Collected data

--- START ---

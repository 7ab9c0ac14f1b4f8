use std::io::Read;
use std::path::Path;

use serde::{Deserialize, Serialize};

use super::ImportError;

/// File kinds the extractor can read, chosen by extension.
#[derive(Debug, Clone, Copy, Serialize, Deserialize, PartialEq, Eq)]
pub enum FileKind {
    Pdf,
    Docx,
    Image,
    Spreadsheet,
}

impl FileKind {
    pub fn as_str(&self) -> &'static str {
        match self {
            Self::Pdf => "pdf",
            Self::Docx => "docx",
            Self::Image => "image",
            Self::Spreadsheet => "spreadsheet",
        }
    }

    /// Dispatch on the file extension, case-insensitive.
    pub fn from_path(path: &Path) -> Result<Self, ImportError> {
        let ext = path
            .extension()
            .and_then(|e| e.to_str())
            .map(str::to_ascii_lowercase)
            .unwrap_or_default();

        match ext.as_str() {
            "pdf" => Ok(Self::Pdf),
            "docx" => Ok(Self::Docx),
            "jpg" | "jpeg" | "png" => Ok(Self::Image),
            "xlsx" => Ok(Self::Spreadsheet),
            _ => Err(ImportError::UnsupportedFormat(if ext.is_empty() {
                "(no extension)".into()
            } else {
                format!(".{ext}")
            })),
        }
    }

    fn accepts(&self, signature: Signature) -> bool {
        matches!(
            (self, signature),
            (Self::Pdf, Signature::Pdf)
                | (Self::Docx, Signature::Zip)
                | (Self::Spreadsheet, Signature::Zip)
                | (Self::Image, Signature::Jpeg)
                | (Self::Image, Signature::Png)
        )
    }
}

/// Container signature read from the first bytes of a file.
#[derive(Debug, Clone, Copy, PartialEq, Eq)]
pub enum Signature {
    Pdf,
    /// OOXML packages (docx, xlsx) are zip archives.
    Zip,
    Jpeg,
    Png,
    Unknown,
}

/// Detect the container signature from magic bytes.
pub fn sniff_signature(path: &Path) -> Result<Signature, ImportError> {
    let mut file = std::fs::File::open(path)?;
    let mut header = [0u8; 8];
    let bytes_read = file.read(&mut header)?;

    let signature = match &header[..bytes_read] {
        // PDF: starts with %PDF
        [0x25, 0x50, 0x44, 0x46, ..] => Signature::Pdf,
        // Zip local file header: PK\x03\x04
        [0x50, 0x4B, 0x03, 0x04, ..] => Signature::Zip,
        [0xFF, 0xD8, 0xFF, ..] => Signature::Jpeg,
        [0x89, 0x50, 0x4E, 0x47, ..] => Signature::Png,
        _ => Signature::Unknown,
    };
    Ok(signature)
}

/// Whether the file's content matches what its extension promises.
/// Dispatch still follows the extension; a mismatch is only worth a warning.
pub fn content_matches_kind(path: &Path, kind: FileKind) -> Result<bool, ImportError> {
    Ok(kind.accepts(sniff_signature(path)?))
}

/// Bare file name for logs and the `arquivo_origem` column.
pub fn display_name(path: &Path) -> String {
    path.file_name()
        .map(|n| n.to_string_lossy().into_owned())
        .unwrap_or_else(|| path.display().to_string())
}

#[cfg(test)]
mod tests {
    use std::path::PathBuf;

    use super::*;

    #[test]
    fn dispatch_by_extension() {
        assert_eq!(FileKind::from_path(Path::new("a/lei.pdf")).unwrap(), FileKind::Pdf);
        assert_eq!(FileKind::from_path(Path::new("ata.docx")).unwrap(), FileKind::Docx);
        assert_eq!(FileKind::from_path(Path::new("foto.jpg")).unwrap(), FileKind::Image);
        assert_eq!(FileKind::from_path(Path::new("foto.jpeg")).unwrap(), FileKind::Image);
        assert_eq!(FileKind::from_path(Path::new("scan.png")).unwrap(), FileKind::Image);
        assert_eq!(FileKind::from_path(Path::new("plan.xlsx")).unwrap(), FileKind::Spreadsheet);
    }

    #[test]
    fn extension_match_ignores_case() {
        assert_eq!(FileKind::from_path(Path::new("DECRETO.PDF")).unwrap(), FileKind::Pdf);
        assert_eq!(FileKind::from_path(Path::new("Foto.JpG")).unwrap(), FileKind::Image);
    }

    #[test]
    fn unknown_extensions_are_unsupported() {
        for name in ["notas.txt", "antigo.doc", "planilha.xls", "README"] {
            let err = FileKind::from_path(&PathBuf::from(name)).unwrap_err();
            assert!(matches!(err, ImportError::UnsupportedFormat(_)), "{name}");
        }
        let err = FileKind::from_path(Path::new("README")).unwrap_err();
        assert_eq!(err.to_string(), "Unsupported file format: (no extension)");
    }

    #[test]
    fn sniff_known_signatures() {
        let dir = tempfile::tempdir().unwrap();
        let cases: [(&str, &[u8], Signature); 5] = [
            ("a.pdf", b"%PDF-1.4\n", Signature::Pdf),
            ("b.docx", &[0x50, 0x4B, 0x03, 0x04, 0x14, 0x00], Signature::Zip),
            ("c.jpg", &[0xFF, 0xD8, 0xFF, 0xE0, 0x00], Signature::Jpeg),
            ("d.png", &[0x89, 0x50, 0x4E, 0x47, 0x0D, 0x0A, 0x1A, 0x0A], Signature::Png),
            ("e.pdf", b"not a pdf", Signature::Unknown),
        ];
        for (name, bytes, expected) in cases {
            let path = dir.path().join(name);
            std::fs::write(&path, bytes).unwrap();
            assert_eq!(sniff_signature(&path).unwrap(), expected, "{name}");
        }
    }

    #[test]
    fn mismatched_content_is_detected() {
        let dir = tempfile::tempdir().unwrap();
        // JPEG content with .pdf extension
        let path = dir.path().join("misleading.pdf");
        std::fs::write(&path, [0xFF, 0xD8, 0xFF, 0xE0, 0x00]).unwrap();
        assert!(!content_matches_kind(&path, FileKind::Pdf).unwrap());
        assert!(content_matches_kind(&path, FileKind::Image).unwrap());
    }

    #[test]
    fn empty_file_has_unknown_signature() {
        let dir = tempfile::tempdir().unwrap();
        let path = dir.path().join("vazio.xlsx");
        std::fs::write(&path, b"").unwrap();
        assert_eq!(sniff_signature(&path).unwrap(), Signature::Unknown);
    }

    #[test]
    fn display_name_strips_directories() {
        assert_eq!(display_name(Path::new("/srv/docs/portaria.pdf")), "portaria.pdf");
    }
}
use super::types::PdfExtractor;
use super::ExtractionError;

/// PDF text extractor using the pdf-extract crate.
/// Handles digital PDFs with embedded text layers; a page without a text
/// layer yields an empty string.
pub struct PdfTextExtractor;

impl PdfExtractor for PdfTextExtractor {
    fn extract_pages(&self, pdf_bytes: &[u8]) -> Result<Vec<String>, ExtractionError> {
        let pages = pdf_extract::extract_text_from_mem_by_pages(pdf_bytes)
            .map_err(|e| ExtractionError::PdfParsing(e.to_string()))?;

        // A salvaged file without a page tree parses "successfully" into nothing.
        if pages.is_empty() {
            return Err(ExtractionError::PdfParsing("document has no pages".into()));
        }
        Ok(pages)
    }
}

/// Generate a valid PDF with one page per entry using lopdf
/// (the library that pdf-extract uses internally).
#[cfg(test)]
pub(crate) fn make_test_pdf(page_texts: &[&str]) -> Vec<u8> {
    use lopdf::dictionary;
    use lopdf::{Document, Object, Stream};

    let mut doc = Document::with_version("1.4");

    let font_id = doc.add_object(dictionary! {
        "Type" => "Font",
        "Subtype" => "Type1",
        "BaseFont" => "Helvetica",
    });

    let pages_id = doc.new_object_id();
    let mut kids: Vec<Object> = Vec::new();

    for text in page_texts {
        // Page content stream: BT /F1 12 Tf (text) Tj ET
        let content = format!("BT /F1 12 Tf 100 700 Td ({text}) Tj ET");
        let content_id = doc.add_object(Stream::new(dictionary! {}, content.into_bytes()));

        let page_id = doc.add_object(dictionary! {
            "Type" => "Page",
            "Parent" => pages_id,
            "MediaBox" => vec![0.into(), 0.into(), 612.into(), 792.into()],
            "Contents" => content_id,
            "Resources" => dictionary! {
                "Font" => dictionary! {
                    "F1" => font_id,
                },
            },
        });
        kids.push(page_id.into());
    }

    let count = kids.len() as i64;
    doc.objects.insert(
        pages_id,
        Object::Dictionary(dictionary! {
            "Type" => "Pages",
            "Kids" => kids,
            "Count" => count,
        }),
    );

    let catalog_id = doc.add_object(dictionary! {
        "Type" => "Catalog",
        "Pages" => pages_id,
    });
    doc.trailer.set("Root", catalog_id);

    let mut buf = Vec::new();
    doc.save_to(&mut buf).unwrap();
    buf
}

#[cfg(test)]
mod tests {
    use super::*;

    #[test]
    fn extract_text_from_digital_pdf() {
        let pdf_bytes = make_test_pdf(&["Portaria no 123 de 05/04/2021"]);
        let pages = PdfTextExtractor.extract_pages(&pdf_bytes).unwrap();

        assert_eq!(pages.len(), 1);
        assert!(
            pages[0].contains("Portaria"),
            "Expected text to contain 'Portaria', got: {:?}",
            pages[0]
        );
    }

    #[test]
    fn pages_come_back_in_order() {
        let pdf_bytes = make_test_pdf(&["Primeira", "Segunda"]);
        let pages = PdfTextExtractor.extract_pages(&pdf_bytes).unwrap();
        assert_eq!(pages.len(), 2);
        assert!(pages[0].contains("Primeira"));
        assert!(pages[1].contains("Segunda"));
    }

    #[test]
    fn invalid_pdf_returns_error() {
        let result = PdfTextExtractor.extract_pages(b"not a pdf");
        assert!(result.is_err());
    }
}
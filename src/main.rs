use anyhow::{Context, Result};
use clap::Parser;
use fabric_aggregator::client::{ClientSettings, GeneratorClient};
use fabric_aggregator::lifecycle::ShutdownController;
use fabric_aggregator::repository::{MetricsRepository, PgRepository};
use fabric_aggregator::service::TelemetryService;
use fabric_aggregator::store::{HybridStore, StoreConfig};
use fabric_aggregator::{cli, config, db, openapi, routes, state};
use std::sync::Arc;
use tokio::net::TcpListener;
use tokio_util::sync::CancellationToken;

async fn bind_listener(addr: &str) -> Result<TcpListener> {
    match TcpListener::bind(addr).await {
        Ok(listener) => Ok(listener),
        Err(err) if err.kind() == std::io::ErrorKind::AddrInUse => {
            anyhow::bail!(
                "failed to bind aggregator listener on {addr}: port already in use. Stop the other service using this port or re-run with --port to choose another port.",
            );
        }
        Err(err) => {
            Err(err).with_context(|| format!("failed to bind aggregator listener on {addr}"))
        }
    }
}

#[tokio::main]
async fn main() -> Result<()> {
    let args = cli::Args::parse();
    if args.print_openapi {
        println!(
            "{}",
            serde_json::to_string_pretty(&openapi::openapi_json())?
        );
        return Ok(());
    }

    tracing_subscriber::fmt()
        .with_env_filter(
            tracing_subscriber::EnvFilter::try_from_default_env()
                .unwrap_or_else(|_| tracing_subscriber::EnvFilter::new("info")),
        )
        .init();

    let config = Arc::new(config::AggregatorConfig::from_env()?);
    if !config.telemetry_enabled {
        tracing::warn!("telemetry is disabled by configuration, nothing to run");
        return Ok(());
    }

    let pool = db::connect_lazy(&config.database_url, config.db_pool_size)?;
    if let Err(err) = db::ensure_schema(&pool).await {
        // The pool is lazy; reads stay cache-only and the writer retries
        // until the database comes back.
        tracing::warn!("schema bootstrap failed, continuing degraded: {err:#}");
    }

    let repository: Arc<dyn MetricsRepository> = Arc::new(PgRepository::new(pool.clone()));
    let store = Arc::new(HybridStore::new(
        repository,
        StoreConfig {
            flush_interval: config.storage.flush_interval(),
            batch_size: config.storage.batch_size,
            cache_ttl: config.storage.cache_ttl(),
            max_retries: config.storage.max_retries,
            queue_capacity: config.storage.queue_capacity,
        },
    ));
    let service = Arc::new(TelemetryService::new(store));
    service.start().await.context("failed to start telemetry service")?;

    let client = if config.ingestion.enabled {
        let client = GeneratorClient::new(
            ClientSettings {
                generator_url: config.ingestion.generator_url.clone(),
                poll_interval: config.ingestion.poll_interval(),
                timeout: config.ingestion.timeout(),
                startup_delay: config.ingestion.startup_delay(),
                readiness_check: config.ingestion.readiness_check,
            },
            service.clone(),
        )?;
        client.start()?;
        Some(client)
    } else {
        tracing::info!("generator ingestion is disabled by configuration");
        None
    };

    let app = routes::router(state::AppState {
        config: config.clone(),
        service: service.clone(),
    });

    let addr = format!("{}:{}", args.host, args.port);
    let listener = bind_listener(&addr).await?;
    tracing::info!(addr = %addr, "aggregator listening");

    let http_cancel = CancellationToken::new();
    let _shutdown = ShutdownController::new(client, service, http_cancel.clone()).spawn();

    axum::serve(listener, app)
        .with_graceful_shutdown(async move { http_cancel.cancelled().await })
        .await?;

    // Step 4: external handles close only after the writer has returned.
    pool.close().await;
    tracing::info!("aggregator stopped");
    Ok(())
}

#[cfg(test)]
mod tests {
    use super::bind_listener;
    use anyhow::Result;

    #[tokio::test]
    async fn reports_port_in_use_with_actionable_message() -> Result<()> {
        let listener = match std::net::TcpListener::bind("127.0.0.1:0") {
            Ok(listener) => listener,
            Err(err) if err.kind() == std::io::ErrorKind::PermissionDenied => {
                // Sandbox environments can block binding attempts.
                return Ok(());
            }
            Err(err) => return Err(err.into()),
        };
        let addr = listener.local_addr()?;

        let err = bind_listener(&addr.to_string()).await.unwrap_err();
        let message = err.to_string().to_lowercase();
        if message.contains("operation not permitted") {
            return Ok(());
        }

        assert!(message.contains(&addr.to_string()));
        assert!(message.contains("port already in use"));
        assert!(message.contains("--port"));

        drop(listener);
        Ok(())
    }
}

--- END ---

**How to complete this task**
Using the entries above, work out how many lines include the word "configuration", and give only that count.

**Written response**
2